SIRL’s application uses proprietary, low-energy Bluetooth technology that works on Apple and Android phones with a free-to-download app. It is accurate up to inches and can also signal employees for assistance with the location of the customer. Deployment includes placing nodes throughout the store roughly every 15 to 30 feet then powering the system with software that embeds the wayfinding capability, background tracking and real-time promotion capability.

SIRL is currently deployed in stores ranging from 10,000 to 100,000 square feet and has branched into Europe with virtual training and setup. “It’s flexible and can work in any size location,” Wang says. “It can be as little as a two-week process with shipping nodes, training and app integration.”

In addition to helping consumers find their way around the store and reduce the risk of COVID-19 exposure, wayfinding technologies can help retailers learn more about their shoppers, obtain real-time actionable insights and visualize shopper behavior and product performance.

While such technologies have been in use, COVID-19 has increased their pace of adoption, says Brian Kilcourse, managing partner at Retail Systems Research. Top retailers have been exploring the concept for the past few years, but the pandemic has increased the value proposition for both stores and consumers.

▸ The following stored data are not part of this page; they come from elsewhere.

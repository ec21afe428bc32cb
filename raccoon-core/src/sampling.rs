//! XOF-driven samplers: uniform mod-q rejection sampling, centered binary
//! noise, matrix expansion and the Fiat-Shamir challenge polynomial.

use sha3::digest::XofReader;

use crate::hashing::Shake256Xof;
use crate::polynomial::{Poly, RACC_N};
use crate::zq::{RACC_Q, RACC_Q_BITS};

/// Expands `seed_material` to n uniform coefficients in `[0, q)`.
///
/// Reads 7 little-endian bytes at a time, masks to 49 bits and rejects
/// values at or above q. The rejection branches only on XOF output.
pub fn xof_sample_q(seed_material: &[u8]) -> Poly {
    let blen = (RACC_Q_BITS as usize + 7) / 8;
    let mask = (1u64 << RACC_Q_BITS) - 1;

    let mut xof = Shake256Xof::new();
    xof.absorb(seed_material);
    let mut reader = xof.finish();

    let mut c = Vec::with_capacity(RACC_N);
    let mut buf = [0u8; 8];
    while c.len() < RACC_N {
        reader.read(&mut buf[..blen]);
        let x = u64::from_le_bytes(buf) & mask;
        if x < RACC_Q {
            c.push(x);
        }
    }
    Poly { c }
}

/// ExpandA: derives the public k x ell matrix from a seed, one XOF per cell
/// with header `'A' || row || col || padding`.
pub fn expand_a(seed: &[u8], k: usize, ell: usize) -> Vec<Vec<Poly>> {
    (0..k)
        .map(|i| {
            (0..ell)
                .map(|j| {
                    let mut m = Vec::with_capacity(8 + seed.len());
                    m.extend_from_slice(&[b'A', i as u8, j as u8, 0, 0, 0, 0, 0]);
                    m.extend_from_slice(seed);
                    xof_sample_q(&m)
                })
                .collect()
        })
        .collect()
}

/// Samples a centered uniform polynomial of width `2^u`: each coefficient is
/// a two's-complement value in `[-2^{u-1}, 2^{u-1})`, reduced mod q. No
/// rejection is involved.
pub fn xof_sample_u(seed_material: &[u8], u: u32) -> Poly {
    let blen = (u as usize + 7) / 8;
    let mask = (1u64 << u) - 1;
    let mid = 1u64 << (u - 1);

    let mut xof = Shake256Xof::new();
    xof.absorb(seed_material);
    let mut reader = xof.finish();

    let mut c = Vec::with_capacity(RACC_N);
    let mut buf = [0u8; 8];
    for _ in 0..RACC_N {
        reader.read(&mut buf[..blen]);
        // flip the sign bit, then subtract the offset mod q
        let x = (u64::from_le_bytes(buf) & mask) ^ mid;
        c.push(if x >= mid { x - mid } else { RACC_Q - (mid - x) });
    }
    Poly { c }
}

/// ChalPoly: derives a ternary polynomial of Hamming weight `w` from the
/// challenge hash, header `'c' || w || padding`.
pub fn chal_poly(c_hash: &[u8], w: usize) -> Poly {
    let mask_n = RACC_N - 1;
    // log2(n) bits for the position plus one sign bit
    let blen = (mask_n.ilog2() as usize + 1 + 1 + 7) / 8;

    let mut xof = Shake256Xof::new();
    xof.absorb(&[b'c', w as u8, 0, 0, 0, 0, 0, 0]);
    xof.absorb(c_hash);
    let mut reader = xof.finish();

    let mut c = vec![0u64; RACC_N];
    let mut wt = 0;
    let mut buf = [0u8; 8];
    while wt < w {
        reader.read(&mut buf[..blen]);
        let x = u64::from_le_bytes(buf);
        let sign = x & 1;
        let idx = ((x >> 1) as usize) & mask_n;
        if c[idx] == 0 {
            c[idx] = if sign == 1 { 1 } else { RACC_Q - 1 };
            wt += 1;
        }
    }
    Poly { c }
}

#[cfg(test)]
mod tests {
    use super::*;
    use crate::zq;

    #[test]
    fn test_expand_a_known_values() {
        let seed: Vec<u8> = (0..16).collect();
        let a = expand_a(&seed, 5, 4);
        assert_eq!(a.len(), 5);
        assert_eq!(a[0].len(), 4);
        assert_eq!(
            &a[0][0].c[..4],
            &[444655023877294, 269828300105754, 62200532690252, 527227434020902]
        );
        assert_eq!(&a[4][3].c[..2], &[483140971879569, 507957304233090]);
    }

    #[test]
    fn test_expand_a_deterministic() {
        let seed = [0xAAu8; 16];
        let a = expand_a(&seed, 2, 2);
        let b = expand_a(&seed, 2, 2);
        assert_eq!(a, b);
        // different cells differ
        assert_ne!(a[0][0], a[0][1]);
    }

    #[test]
    fn test_sample_u_known_values() {
        let mut m = vec![b'u', 1, 2, 3, 0, 0, 0, 0];
        m.extend(0u8..16);
        let r = xof_sample_u(&m, 40);
        assert_eq!(
            &r.c[..4],
            &[1997620946, 549367839163128, 549424320667808, 549309499071517]
        );
    }

    #[test]
    fn test_sample_u_range() {
        let r = xof_sample_u(b"range check", 6);
        let bound = 1i64 << 5;
        for &x in &r.c {
            let v = zq::center(x, RACC_Q);
            assert!(v >= -bound && v < bound, "out of range: {}", v);
        }
    }

    #[test]
    fn test_chal_poly_known_values() {
        let c_hash: Vec<u8> = (0..32).collect();
        let cp = chal_poly(&c_hash, 19);
        let nz: Vec<(usize, u64)> = cp
            .c
            .iter()
            .enumerate()
            .filter(|(_, &x)| x != 0)
            .map(|(i, &x)| (i, x))
            .collect();
        assert_eq!(nz.len(), 19);
        let minus = RACC_Q - 1;
        assert_eq!(
            &nz[..5],
            &[(8, minus), (9, minus), (26, 1), (39, minus), (93, 1)]
        );
    }

    #[test]
    fn test_chal_poly_weight_and_ternary() {
        let cp = chal_poly(b"some challenge hash material", 44);
        let nonzero = cp.c.iter().filter(|&&x| x != 0).count();
        assert_eq!(nonzero, 44);
        for &x in &cp.c {
            assert!(x == 0 || x == 1 || x == RACC_Q - 1);
        }
    }
}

Because consumers must opt-in by downloading an app and enabling location tracking, there must be an incentive to do so. “For consumers, technology has to be easier to use than to ignore,” Kilcourse says. “And if there’s anything we should have learned in the past four months watching consumers react to the coronavirus, it’s that they don’t like being told what to do.”

Removing friction

Some of the best wayfinding applications mimic the online experience in the store and provide recommendations, easy payment options and a convenient experience, says Jonathan Cohen, senior vice president of business development at SIRL. “We’re able to provide them a frictionless experience that is just a lot more relevant in these times,” he says. “People are used to buying things on Amazon, getting recommendations and making their lives easier, so we’re helping bricks-and-mortar stores bridge that gap.”

Even when the pandemic does subside, the leap to new technologies will have staying power and be a strong part of the future of retail, Kohan says. “It doesn’t have to be an app or necessarily driven by technology,” she says. “There are many ways to support navigation in the store. The future offers us a new opportunity.”